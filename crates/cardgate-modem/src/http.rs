//! Minimal HTTP/1.1 request framing for the notification webhook.
//!
//! The modem forwards the request bytes verbatim over its TCP socket, so the
//! framing here is byte-exact and nothing more: one `POST`, a JSON body and
//! the three headers the collector expects.

use std::fmt;

use cardgate_core::constants::{NOTIFICATION_CONTENT_TYPE, NOTIFICATION_JSON_KEY};
use cardgate_core::NotificationMessage;

/// A `POST` request carrying a JSON body.
///
/// # Examples
///
/// ```
/// use cardgate_modem::HttpRequest;
///
/// let request = HttpRequest::post("maker.ifttt.com", "/trigger/x")
///     .json_body("{\"default\":\"hi\"}");
///
/// let text = request.to_string();
/// assert!(text.starts_with("POST /trigger/x HTTP/1.1\r\nHost: maker.ifttt.com\r\n"));
/// assert!(text.ends_with("Content-Length: 16\r\n\r\n{\"default\":\"hi\"}"));
/// ```
#[derive(Debug, Clone, PartialEq, Eq)]
pub struct HttpRequest {
    host: String,
    path: String,
    body: String,
}

impl HttpRequest {
    /// Start a `POST` to `path` on `host` with an empty body.
    pub fn post(host: impl Into<String>, path: impl Into<String>) -> Self {
        HttpRequest {
            host: host.into(),
            path: path.into(),
            body: String::new(),
        }
    }

    /// Set the JSON body.
    #[must_use]
    pub fn json_body(mut self, body: impl Into<String>) -> Self {
        self.body = body.into();
        self
    }

    /// Build the webhook request for an access notification.
    pub fn notification(host: &str, path: &str, message: &NotificationMessage) -> Self {
        Self::post(host, path).json_body(notification_body(&message.text))
    }

    pub fn host(&self) -> &str {
        &self.host
    }

    pub fn path(&self) -> &str {
        &self.path
    }

    pub fn body(&self) -> &str {
        &self.body
    }

    /// Byte length announced in `Content-Length`.
    pub fn content_length(&self) -> usize {
        self.body.len()
    }
}

impl fmt::Display for HttpRequest {
    fn fmt(&self, f: &mut fmt::Formatter) -> fmt::Result {
        write!(
            f,
            "POST {} HTTP/1.1\r\nHost: {}\r\nContent-Type: {}\r\nContent-Length: {}\r\n\r\n{}",
            self.path,
            self.host,
            NOTIFICATION_CONTENT_TYPE,
            self.content_length(),
            self.body
        )
    }
}

/// JSON object with the notification text under the collector's key.
///
/// The text is escaped by `serde_json`, so names containing quotes or
/// backslashes still produce a valid document.
pub fn notification_body(text: &str) -> String {
    format!(
        "{{\"{NOTIFICATION_JSON_KEY}\": {}}}",
        serde_json::Value::from(text)
    )
}

#[cfg(test)]
mod tests {
    use super::*;

    #[test]
    fn test_notification_body_shape() {
        assert_eq!(
            notification_body("User Accessed: Admin at 1500"),
            "{\"default\": \"User Accessed: Admin at 1500\"}"
        );
    }

    #[test]
    fn test_notification_body_escapes_quotes() {
        let body = notification_body("User Accessed: Jo \"JJ\" at 1");
        let parsed: serde_json::Value = serde_json::from_str(&body).unwrap();
        assert_eq!(parsed["default"], "User Accessed: Jo \"JJ\" at 1");
    }

    #[test]
    fn test_full_request_bytes() {
        let message = NotificationMessage {
            text: "User Accessed: Master at 7".to_string(),
            uptime_millis: 7,
        };
        let request = HttpRequest::notification("example.net", "/hook", &message);
        let body = "{\"default\": \"User Accessed: Master at 7\"}";

        assert_eq!(
            request.to_string(),
            format!(
                "POST /hook HTTP/1.1\r\nHost: example.net\r\nContent-Type: application/json\r\nContent-Length: {}\r\n\r\n{body}",
                body.len()
            )
        );
        assert_eq!(request.host(), "example.net");
        assert_eq!(request.path(), "/hook");
    }

    #[test]
    fn test_content_length_counts_bytes_not_chars() {
        let request = HttpRequest::post("h", "/").json_body("\"é\"");
        assert_eq!(request.content_length(), 4);
        assert!(request.to_string().contains("Content-Length: 4\r\n"));
    }
}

────────────────────

▸ **What you should do**:
Please write out exactly the lines from the start of the data through the line that contains "JSON body and", both ends included, and nothing else.

▸ **Task answer**:
filename crates/cardgate-modem/src/http.rs
//! Minimal HTTP/1.1 request framing for the notification webhook.
//!
//! The modem forwards the request bytes verbatim over its TCP socket, so the
//! framing here is byte-exact and nothing more: one `POST`, a JSON body and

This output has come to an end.